Le gabbie e i tunnel
La situazione psicofisica di tutti gli ex ostaggi, spiegano i medici, è molto delicata, mentre cominciano a emergere nuovi dettagli sulla loro prigionia. Secondo l’emittente Kan, diversi ostaggi, tra cui Yarden, Keith e Ofer, a cadenza ravvicinata sono stati obbligati da Hamas a girare video in cui si rivolgevano alle loro famiglie, in alcuni casi venendo costretti a dare loro addio. A Yarden i suoi aguzzini parlavano in continuazione dei figli e della moglie, dopo avergli annunciato la loro morte in un bombardamento israeliano, fatto mai confermato da Gerusalemme. Lui in questi quindici mesi ha imparato l’arabo.

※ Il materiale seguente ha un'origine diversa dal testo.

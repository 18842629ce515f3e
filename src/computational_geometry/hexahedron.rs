//! Hexahedral grid cells
//!
//! Corner ordering follows the structured grid convention: corners 0-3 form
//! the -K face and corners 4-7 the +K face, both walking
//! `(-I,-J) -> (+I,-J) -> (+I,+J) -> (-I,+J)`.

use parry3d_f64::na::{Matrix4, Point3, Vector3};
use tracing::trace;

use super::{length_scale, remove_duplicate_points, Plane, Polygon};

/// Corner indices of the faces, in the order -I, +I, -J, +J, -K, +K.
/// Each face is oriented with its normal pointing out of the cell.
pub const HEX_FACES: [[usize; 4]; 6] = [
    [0, 4, 7, 3],
    [1, 2, 6, 5],
    [0, 1, 5, 4],
    [3, 7, 6, 2],
    [0, 3, 2, 1],
    [4, 5, 6, 7],
];

const NEG_I: usize = 0;
const POS_I: usize = 1;
const NEG_J: usize = 2;
const POS_J: usize = 3;

/// Corner distances within this fraction of the cell size count as on the plane.
const RELATIVE_PLANE_TOLERANCE: f64 = 1e-10;

fn face_center(hex_corners: &[Point3<f64>; 8], face: usize) -> Point3<f64> {
    let sum = HEX_FACES[face]
        .iter()
        .map(|&c| hex_corners[c].coords)
        .sum::<Vector3<f64>>();
    Point3::from(sum * 0.25)
}

/// Find the cell local coordinate system
///
/// The I and J vectors join opposite face centres. Local Z is normal to both,
/// local X and Y are the I and J vectors made orthogonal to Z and skewed
/// symmetrically against each other.
///
/// # Returns
///
/// * `(local_x, local_y, local_z)` - unit vectors, zero for a collapsed cell
pub fn find_cell_local_xyz(
    hex_corners: &[Point3<f64>; 8],
) -> (Vector3<f64>, Vector3<f64>, Vector3<f64>) {
    let center_vector_i = face_center(hex_corners, POS_I) - face_center(hex_corners, NEG_I);
    let center_vector_j = face_center(hex_corners, POS_J) - face_center(hex_corners, NEG_J);

    let normalized = |v: Vector3<f64>| v.try_normalize(f64::EPSILON).unwrap_or_else(Vector3::zeros);

    let local_z = normalized(center_vector_i.cross(&center_vector_j));
    let local_x = normalized(center_vector_i + center_vector_j.cross(&local_z));
    let local_y = normalized(center_vector_j - center_vector_i.cross(&local_z));

    (local_x, local_y, local_z)
}

/// Plane and hexahedron intersection
///
/// Slices the cell by `plane` and returns the closed cross-section polygon(s).
/// Corners within tolerance of the plane count as lying on its positive side,
/// so a plane coinciding with a cell face cuts only the cell on the negative
/// side of the plane (the side the normal points away from). A plane on an
/// outer grid face with its normal pointing into the grid cuts no cell.
///
/// # Returns
///
/// * `None` - the plane does not cross the cell (all corners on one side)
/// * `Some(polygons)` - cross-section polygons, possibly empty for a cell that
///   is only touched in a point or along an edge
pub fn plane_hex_cell_intersection(
    hex_corners: &[Point3<f64>; 8],
    plane: &Plane,
) -> Option<Vec<Polygon>> {
    let tolerance = RELATIVE_PLANE_TOLERANCE * length_scale(hex_corners.iter());
    let distances: [f64; 8] = std::array::from_fn(|c| plane.signed_distance(&hex_corners[c]));
    let positive = distances.map(|d| d >= -tolerance);

    if positive.iter().all(|&p| p) || positive.iter().all(|&p| !p) {
        return None;
    }

    // Edges crossed by the plane, keyed by their (low, high) corner indices so
    // that both faces sharing an edge refer to the same crossing point
    let crossing_point = |(a, b): (usize, usize)| -> Point3<f64> {
        let t = (distances[a] / (distances[a] - distances[b])).clamp(0., 1.);
        hex_corners[a] + (hex_corners[b] - hex_corners[a]) * t
    };

    let mut segments: Vec<((usize, usize), (usize, usize))> = Vec::with_capacity(6);
    for face in HEX_FACES.iter() {
        let crossed: Vec<(usize, usize)> = (0..4)
            .map(|k| (face[k], face[(k + 1) % 4]))
            .filter(|&(a, b)| positive[a] != positive[b])
            .map(|(a, b)| (a.min(b), a.max(b)))
            .collect();

        // Crossings come in pairs walking around the face
        for pair in crossed.chunks_exact(2) {
            segments.push((pair[0], pair[1]));
        }
    }

    let mut polygons = Vec::new();
    while let Some((start, mut current)) = segments.pop() {
        let mut edge_loop = vec![start];
        while current != start {
            edge_loop.push(current);
            let Some(pos) = segments
                .iter()
                .position(|&(a, b)| a == current || b == current)
            else {
                trace!("Open cross-section chain at edge {:?}", current);
                break;
            };
            let (a, b) = segments.swap_remove(pos);
            current = if a == current { b } else { a };
        }

        let polygon = remove_duplicate_points(
            edge_loop.into_iter().map(crossing_point).collect(),
            tolerance,
        );
        if polygon.len() >= 3 {
            polygons.push(polygon);
        }
    }

    Some(polygons)
}

/// Intersect the XY plane of `transform` with a hexahedral cell.
///
/// See [`plane_hex_cell_intersection`]. A transform with a zero third column
/// defines no plane and gives `None`.
pub fn plane_cell_intersection_polygons(
    hex_corners: &[Point3<f64>; 8],
    transform: &Matrix4<f64>,
) -> Option<Vec<Polygon>> {
    let plane = Plane::from_transform(transform)?;
    plane_hex_cell_intersection(hex_corners, &plane)
}
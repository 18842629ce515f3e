use std::path::Path;

use parry3d_f64::na::Point3;
use tracing::info;

use super::InputError;
use crate::fracture::{FractureError, FractureGrid, FracturePlacement, WellConnection};
use crate::grid::{CartesianGrid, GridError, StaticProperty};
use crate::io::read_input_functions::InputReader;
use crate::transmissibility::{Perforation, UnitSystem};

#[allow(non_snake_case)]
#[derive(Debug)]
pub struct Input {
    /// METRIC, FIELD or LAB
    pub unitSystem: String,

    /// Corner of the grid with the smallest coordinates.
    pub gridOrigin: [f64; 3],

    /// Column widths along x.
    pub gridDx: Vec<f64>,

    /// Row widths along y.
    pub gridDy: Vec<f64>,

    /// Layer thicknesses along z, starting at the origin.
    pub gridDz: Vec<f64>,

    /// Permeabilities, a single value or one value per cell in
    /// `i + nx * (j + ny * k)` order.
    pub permX: Vec<f64>,
    pub permY: Vec<f64>,
    pub permZ: Vec<f64>,

    /// Net to gross, optional. Same layout as the permeabilities.
    pub ntg: Vec<f64>,

    /// Global indices of inactive cells, optional.
    pub inactiveCells: Vec<usize>,

    /// Fracture template node x coordinates, well at x = 0.
    pub fractureX: Vec<f64>,

    /// Fracture template node depths.
    pub fractureDepth: Vec<f64>,

    /// Depth of the well in the template.
    pub wellDepth: f64,

    /// Conductivity of every template cell, row by row from the top.
    pub conductivity: Vec<f64>,

    /// Grid position of the template origin.
    pub fractureAnchor: [f64; 3],

    /// Rotation of the template x axis around the global z axis, degrees.
    pub fractureAzimuth: f64,

    /// Tilt of the template around its x axis, degrees. 90 for a vertical fracture.
    pub fractureDip: f64,

    /// Fracture face skin.
    pub skinFactor: f64,

    /// none, radial or linear. Optional, defaults to none.
    pub wellConnection: String,

    /// Well radius for radial well connections.
    pub wellRadius: f64,

    /// Skin between fracture and well.
    pub wellSkinFactor: f64,

    /// Perforated lengths and efficiency for linear well connections.
    pub perforationLengthVertical: f64,
    pub perforationLengthHorizontal: f64,
    pub perforationEfficiency: f64,
}

impl Default for Input {
    fn default() -> Self {
        Self {
            unitSystem: UnitSystem::default().to_string(),
            gridOrigin: [0.; 3],
            gridDx: Vec::new(),
            gridDy: Vec::new(),
            gridDz: Vec::new(),
            permX: Vec::new(),
            permY: Vec::new(),
            permZ: Vec::new(),
            ntg: Vec::new(),
            inactiveCells: Vec::new(),
            fractureX: Vec::new(),
            fractureDepth: Vec::new(),
            wellDepth: 0.,
            conductivity: Vec::new(),
            fractureAnchor: [0.; 3],
            fractureAzimuth: 0.,
            fractureDip: 90.,
            skinFactor: 0.,
            wellConnection: "none".to_string(),
            wellRadius: 0.,
            wellSkinFactor: 0.,
            perforationLengthVertical: 0.,
            perforationLengthHorizontal: 0.,
            perforationEfficiency: 1.,
        }
    }
}

impl Input {
    pub fn unit_system(&self) -> Result<UnitSystem, InputError> {
        Ok(self.unitSystem.parse()?)
    }

    pub fn well_connection(&self) -> Result<Option<WellConnection>, InputError> {
        match self.wellConnection.to_ascii_lowercase().as_str() {
            "none" => Ok(None),
            "radial" => Ok(Some(WellConnection::Radial {
                well_radius: self.wellRadius,
                skin_factor: self.wellSkinFactor,
            })),
            "linear" => Ok(Some(WellConnection::Linear {
                perforation: Perforation {
                    length_vertical: self.perforationLengthVertical,
                    length_horizontal: self.perforationLengthHorizontal,
                    efficiency: self.perforationEfficiency,
                },
                skin_factor: self.wellSkinFactor,
            })),
            _ => Err(InputError::UnknownWellConnection(
                self.wellConnection.clone(),
            )),
        }
    }

    pub fn build_grid(&self) -> Result<CartesianGrid, GridError> {
        let [x, y, z] = self.gridOrigin;
        let mut grid =
            CartesianGrid::new(Point3::new(x, y, z), &self.gridDx, &self.gridDy, &self.gridDz)?;

        grid.set_property(StaticProperty::PermX, self.permX.clone())?;
        grid.set_property(StaticProperty::PermY, self.permY.clone())?;
        grid.set_property(StaticProperty::PermZ, self.permZ.clone())?;
        if !self.ntg.is_empty() {
            grid.set_property(StaticProperty::Ntg, self.ntg.clone())?;
        }
        for &cell_index in &self.inactiveCells {
            grid.set_inactive(cell_index)?;
        }

        Ok(grid)
    }

    pub fn build_fracture_grid(&self) -> Result<FractureGrid, FractureError> {
        FractureGrid::new(
            self.fractureX.clone(),
            self.fractureDepth.clone(),
            self.wellDepth,
            &self.conductivity,
        )
    }

    pub fn placement(&self) -> FracturePlacement {
        let [x, y, z] = self.fractureAnchor;
        FracturePlacement::from_orientation(
            Point3::new(x, y, z),
            self.fractureAzimuth,
            self.fractureDip,
        )
    }
}

/// Reads in all input variables.
///
/// # Arguments
///
/// * `input_file` - Path to input file
pub fn read_input(input_file: impl AsRef<Path>) -> Result<Input, InputError> {
    info!("Fractrans Input File: {}", input_file.as_ref().display());
    let input_reader = InputReader::new(input_file)?;
    read_input_from(&input_reader)
}

/// Reads all input variables from an already loaded input.
pub fn read_input_from(input_reader: &InputReader) -> Result<Input, InputError> {
    let mut input_var = Input::default();

    macro_rules! input_var {
        ($var_name:ident) => {
            input_reader.read_value(
                &format!("{}:", stringify!($var_name)),
                &mut input_var.$var_name,
            )?;
        };
    }

    macro_rules! optional_input_var {
        ($var_name:ident) => {
            input_reader.read_optional_value(
                &format!("{}:", stringify!($var_name)),
                &mut input_var.$var_name,
            )?;
        };
    }

    optional_input_var!(unitSystem);
    // Fail early on a typo
    input_var.unit_system()?;

    optional_input_var!(gridOrigin);
    input_var!(gridDx);
    input_var!(gridDy);
    input_var!(gridDz);
    input_var!(permX);
    input_var!(permY);
    input_var!(permZ);
    optional_input_var!(ntg);
    optional_input_var!(inactiveCells);

    input_var!(fractureX);
    input_var!(fractureDepth);
    input_var!(wellDepth);
    input_var!(conductivity);
    input_var!(fractureAnchor);
    optional_input_var!(fractureAzimuth);
    optional_input_var!(fractureDip);
    optional_input_var!(skinFactor);

    optional_input_var!(wellConnection);
    optional_input_var!(wellSkinFactor);
    match input_var.well_connection()? {
        Some(WellConnection::Radial { .. }) => {
            input_var!(wellRadius);
        }
        Some(WellConnection::Linear { .. }) => {
            input_var!(perforationLengthVertical);
            optional_input_var!(perforationLengthHorizontal);
            optional_input_var!(perforationEfficiency);
        }
        None => {}
    }

    info!(
        "Grid: {} x {} x {} cells, {} inactive",
        input_var.gridDx.len(),
        input_var.gridDy.len(),
        input_var.gridDz.len(),
        input_var.inactiveCells.len()
    );
    info!(
        "Fracture template: {} x {} cells",
        input_var.fractureX.len().saturating_sub(1),
        input_var.fractureDepth.len().saturating_sub(1)
    );

    Ok(input_var)
}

Sia Yarden sia Ofer, insieme nelle prime settimane di prigionia, hanno raccontato di essere stati ripetutamente picchiati e rinchiusi in gabbie. Poi sono iniziati gli spostamenti da un luogo all’altro di Gaza, in tunnel o in edifici, spesso assieme ad altri ostaggi. Una costante anche per Keith, spostato di continuo e rinchiuso in diverse abitazioni. Sequestrato dal kibbutz Kfar Aza il 7 ottobre, per mesi ha raccontato di aver temuto il peggio per il figlio Shai. I due erano insieme nel kibbutz quando i terroristi hanno attaccato. Dopo mesi dal suo rapimento, il padre ha sentito alla radio la voce di Shai e ha scoperto che era sopravvissuto.
Tutti e tre, così come altri ex ostaggi, hanno testimoniato l’importanza delle manifestazioni organizzate in questi mesi per chiederne liberazione: ci hanno dato forza speranza e speranza, hanno commentato.